Entries taken from a collection
»»
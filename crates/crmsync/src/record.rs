//! Source-system record identifiers.
//!
//! Catalog records carry numeric ids; event-log records carry opaque string
//! ids. The id kind is a closed, per-type property, so the two variants live
//! in one enum with explicit coercions instead of a generic parameter
//! threading through every layer.

use std::fmt;

use serde_json::Value;

/// Which id representation an entity type uses.
#[derive(Debug, Clone, Copy, PartialEq, Eq)]
pub enum IdKind {
    Int,
    Str,
}

/// A record's identity as assigned by the source system.
#[derive(Debug, Clone, PartialEq, Eq, Hash)]
pub enum RecordId {
    Int(i64),
    Str(String),
}

impl RecordId {
    /// Coerce a JSON `id` field into the expected kind.
    ///
    /// Numbers are accepted for string ids (stringified) and numeric strings
    /// for integer ids (parsed); anything else is unusable.
    #[must_use]
    pub fn from_json(value: &Value, kind: IdKind) -> Option<RecordId> {
        match kind {
            IdKind::Int => match value {
                Value::Number(n) => n.as_i64().map(RecordId::Int),
                Value::String(s) => s.trim().parse().ok().map(RecordId::Int),
                _ => None,
            },
            IdKind::Str => match value {
                Value::Number(n) => Some(RecordId::Str(n.to_string())),
                Value::String(s) if !s.is_empty() => Some(RecordId::Str(s.clone())),
                _ => None,
            },
        }
    }

    #[must_use]
    pub fn as_int(&self) -> Option<i64> {
        match self {
            RecordId::Int(id) => Some(*id),
            RecordId::Str(_) => None,
        }
    }

    #[must_use]
    pub fn as_str(&self) -> Option<&str> {
        match self {
            RecordId::Int(_) => None,
            RecordId::Str(id) => Some(id),
        }
    }
}

impl fmt::Display for RecordId {
    fn fmt(&self, f: &mut fmt::Formatter<'_>) -> fmt::Result {
        match self {
            RecordId::Int(id) => write!(f, "{id}"),
            RecordId::Str(id) => write!(f, "{id}"),
        }
    }
}

/// One record as pulled off the wire: identity, verbatim payload, and the
/// page it arrived on.
#[derive(Debug, Clone)]
pub struct RawRecord {
    pub id: RecordId,
    pub raw: String,
    pub page: u32,
}

#[cfg(test)]
mod tests {
    use super::*;
    use serde_json::json;

    #[test]
    fn int_ids_accept_numbers_and_numeric_strings() {
        assert_eq!(
            RecordId::from_json(&json!(42), IdKind::Int),
            Some(RecordId::Int(42))
        );
        assert_eq!(
            RecordId::from_json(&json!("42"), IdKind::Int),
            Some(RecordId::Int(42))
        );
        assert_eq!(RecordId::from_json(&json!("abc"), IdKind::Int), None);
        assert_eq!(RecordId::from_json(&json!(null), IdKind::Int), None);
        assert_eq!(RecordId::from_json(&json!(1.5), IdKind::Int), None);
    }

    #[test]
    fn string_ids_accept_strings_and_stringify_numbers() {
        assert_eq!(
            RecordId::from_json(&json!("ev-01"), IdKind::Str),
            Some(RecordId::Str("ev-01".to_string()))
        );
        assert_eq!(
            RecordId::from_json(&json!(7), IdKind::Str),
            Some(RecordId::Str("7".to_string()))
        );
        assert_eq!(RecordId::from_json(&json!(""), IdKind::Str), None);
        assert_eq!(RecordId::from_json(&json!(null), IdKind::Str), None);
    }

    #[test]
    fn display_renders_both_kinds_bare() {
        assert_eq!(RecordId::Int(5).to_string(), "5");
        assert_eq!(RecordId::Str("ev-5".to_string()).to_string(), "ev-5");
    }
}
««
- Assignment: Of the lines above, count those containing the word "derive", and give the number by itself.

- Written answer: 3